Material for this task: Begin
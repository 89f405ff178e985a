use std::collections::{BTreeSet, HashMap};
use std::fmt::Write as _;
use std::path::{Path, PathBuf};

use mpexport_logging::{mp_debug, mp_warn};
use scraper::ElementRef;
use sha2::{Digest, Sha256};

use crate::fetch::HttpClient;
use crate::fragment::ContentFragment;
use crate::markup::{images_in_order, serialize_fragment, ElementAction, ElementRewriter};
use crate::options::MP_ORIGIN;
use crate::persist::{ensure_output_dir, write_content_addressed, PersistError};
use crate::FetchError;

pub const IMAGES_DIR: &str = "images";
const DEFAULT_EXTENSION: &str = "jpg";

#[derive(Debug, Clone, PartialEq, Eq)]
pub struct LocalImage {
    /// Hex SHA-256 of the image bytes.
    pub content_hash: String,
    pub extension: String,
    /// Path as referenced from the article, e.g. `./images/<hash>.png`.
    pub relative_path: String,
}

#[derive(Debug, Clone, PartialEq, Eq, thiserror::Error)]
pub enum ImageDownloadError {
    #[error("download of {url} failed: {source}")]
    Fetch {
        url: String,
        #[source]
        source: FetchError,
    },
    #[error("could not store {path}: {message}")]
    Store { path: PathBuf, message: String },
}

#[derive(Debug, Clone, PartialEq, Eq)]
pub enum ImageOutcome {
    Localized {
        url: String,
        image: LocalImage,
        newly_written: bool,
    },
    Blocked {
        url: String,
        content_hash: String,
    },
    Failed(ImageDownloadError),
    /// No usable `data-src`/`src`; the element is left as is.
    MissingSource,
}

#[derive(Debug, Clone, PartialEq, Eq)]
pub struct LocalizedFragment {
    pub fragment: ContentFragment,
    pub images: Vec<ImageOutcome>,
}

impl LocalizedFragment {
    pub fn localized_count(&self) -> usize {
        self.images
            .iter()
            .filter(|outcome| matches!(outcome, ImageOutcome::Localized { .. }))
            .count()
    }
}

/// Downloads article images into a content-addressed `images/` store and
/// points the fragment at the local copies.
pub struct ImageLocalizer<'a> {
    client: &'a dyn HttpClient,
    blocked_hashes: &'a BTreeSet<String>,
}

#[derive(Debug, Clone)]
enum Rewrite {
    Keep,
    Remove,
    Point(String),
}

struct PendingImage {
    source: Option<String>,
    data_type: Option<String>,
}

impl<'a> ImageLocalizer<'a> {
    pub fn new(client: &'a dyn HttpClient, blocked_hashes: &'a BTreeSet<String>) -> Self {
        Self {
            client,
            blocked_hashes,
        }
    }

    pub async fn localize(
        &self,
        fragment: &ContentFragment,
        output_dir: &Path,
    ) -> Result<LocalizedFragment, PersistError> {
        let images_dir = output_dir.join(IMAGES_DIR);
        ensure_output_dir(&images_dir)?;

        let pending = collect_images(fragment);
        if pending.is_empty() {
            return Ok(LocalizedFragment {
                fragment: fragment.clone(),
                images: Vec::new(),
            });
        }

        let mut rewrites = Vec::with_capacity(pending.len());
        let mut outcomes = Vec::with_capacity(pending.len());
        let mut seen: HashMap<String, (Rewrite, ImageOutcome)> = HashMap::new();

        for image in pending {
            let Some(url) = image.source.as_deref().map(normalize_image_url) else {
                rewrites.push(Rewrite::Keep);
                outcomes.push(ImageOutcome::MissingSource);
                continue;
            };
            let (rewrite, outcome) = match seen.get(&url) {
                Some(done) => done.clone(),
                None => {
                    let done = self
                        .localize_one(&url, image.data_type.as_deref(), &images_dir)
                        .await;
                    seen.insert(url, done.clone());
                    done
                }
            };
            rewrites.push(rewrite);
            outcomes.push(outcome);
        }

        let doc = fragment.document();
        let mut rewriter = ImageRewriter {
            rewrites,
            next: 0,
        };
        let markup = serialize_fragment(&doc, &mut rewriter);

        Ok(LocalizedFragment {
            fragment: ContentFragment::from_serialized(markup),
            images: outcomes,
        })
    }

    async fn localize_one(
        &self,
        url: &str,
        data_type: Option<&str>,
        images_dir: &Path,
    ) -> (Rewrite, ImageOutcome) {
        let bytes = match self.client.fetch_image(url).await {
            Ok(bytes) => bytes,
            Err(source) => {
                mp_warn!("dropping image {url}: {source}");
                let error = ImageDownloadError::Fetch {
                    url: url.to_string(),
                    source,
                };
                return (Rewrite::Remove, ImageOutcome::Failed(error));
            }
        };

        let content_hash = hash_bytes(&bytes);
        if self.blocked_hashes.contains(&content_hash) {
            mp_debug!("image {url} is blocked ({content_hash})");
            return (
                Rewrite::Remove,
                ImageOutcome::Blocked {
                    url: url.to_string(),
                    content_hash,
                },
            );
        }

        let extension = extension_from_data_type(data_type);
        let filename = format!("{content_hash}.{extension}");
        let newly_written = match write_content_addressed(images_dir, &filename, &bytes) {
            Ok(written) => written,
            Err(err) => {
                mp_warn!("dropping image {url}: {err}");
                let error = ImageDownloadError::Store {
                    path: images_dir.join(&filename),
                    message: err.to_string(),
                };
                return (Rewrite::Remove, ImageOutcome::Failed(error));
            }
        };

        let relative_path = format!("./{IMAGES_DIR}/{filename}");
        (
            Rewrite::Point(relative_path.clone()),
            ImageOutcome::Localized {
                url: url.to_string(),
                image: LocalImage {
                    content_hash,
                    extension,
                    relative_path,
                },
                newly_written,
            },
        )
    }
}

fn collect_images(fragment: &ContentFragment) -> Vec<PendingImage> {
    let doc = fragment.document();
    images_in_order(&doc)
        .into_iter()
        .map(|img| {
            let attr = |name: &str| {
                img.value()
                    .attr(name)
                    .map(str::trim)
                    .filter(|value| !value.is_empty() && !value.starts_with("data:"))
                    .map(str::to_string)
            };
            PendingImage {
                source: attr("data-src").or_else(|| attr("src")),
                data_type: img.value().attr("data-type").map(str::to_string),
            }
        })
        .collect()
}

struct ImageRewriter {
    rewrites: Vec<Rewrite>,
    next: usize,
}

impl ElementRewriter for ImageRewriter {
    fn rewrite(
        &mut self,
        element: ElementRef<'_>,
        attrs: &mut Vec<(String, String)>,
    ) -> ElementAction {
        if element.value().name() != "img" {
            return ElementAction::Keep;
        }
        let rewrite = self.rewrites.get(self.next).cloned().unwrap_or(Rewrite::Keep);
        self.next += 1;
        match rewrite {
            Rewrite::Keep => ElementAction::Keep,
            Rewrite::Remove => ElementAction::Remove,
            Rewrite::Point(path) => {
                set_attr(attrs, "data-src", &path);
                set_attr(attrs, "src", &path);
                ElementAction::Keep
            }
        }
    }
}

fn set_attr(attrs: &mut Vec<(String, String)>, name: &str, value: &str) {
    match attrs.iter_mut().find(|(attr, _)| attr == name) {
        Some((_, existing)) => *existing = value.to_string(),
        None => attrs.push((name.to_string(), value.to_string())),
    }
}

/// Absolute download URL for an image reference found in an article.
pub fn normalize_image_url(raw: &str) -> String {
    let url = raw.trim().replace(' ', "%20");
    if url.starts_with("//") {
        format!("https:{url}")
    } else if url.starts_with("http://") || url.starts_with("https://") {
        url
    } else if url.starts_with('/') {
        format!("{MP_ORIGIN}{url}")
    } else {
        format!("{MP_ORIGIN}/{url}")
    }
}

/// File extension from WeChat's `data-type` attribute (`png`, `gif`, `jpeg`...).
pub fn extension_from_data_type(data_type: Option<&str>) -> String {
    let ext: String = data_type
        .unwrap_or_default()
        .split('?')
        .next()
        .unwrap_or_default()
        .chars()
        .filter(char::is_ascii_alphanumeric)
        .map(|c| c.to_ascii_lowercase())
        .collect();
    if ext.is_empty() {
        DEFAULT_EXTENSION.to_string()
    } else {
        ext
    }
}

pub fn hash_bytes(bytes: &[u8]) -> String {
    let digest = Sha256::digest(bytes);
    let mut hex = String::with_capacity(digest.len() * 2);
    for byte in digest.iter() {
        let _ = write!(&mut hex, "{byte:02x}");
    }
    hex
}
Material for this task: End
Instructions for the task
Repeat, character for character, the lines of the material above from the line with "PathBuf, message: String" through the line with "the local copies.".

Answer space
    Store { path: PathBuf, message: String },
}

#[derive(Debug, Clone, PartialEq, Eq)]
pub enum ImageOutcome {
    Localized {
        url: String,
        image: LocalImage,
        newly_written: bool,
    },
    Blocked {
        url: String,
        content_hash: String,
    },
    Failed(ImageDownloadError),
    /// No usable `data-src`/`src`; the element is left as is.
    MissingSource,
}

#[derive(Debug, Clone, PartialEq, Eq)]
pub struct LocalizedFragment {
    pub fragment: ContentFragment,
    pub images: Vec<ImageOutcome>,
}

impl LocalizedFragment {
    pub fn localized_count(&self) -> usize {
        self.images
            .iter()
            .filter(|outcome| matches!(outcome, ImageOutcome::Localized { .. }))
            .count()
    }
}

/// Downloads article images into a content-addressed `images/` store and
/// points the fragment at the local copies.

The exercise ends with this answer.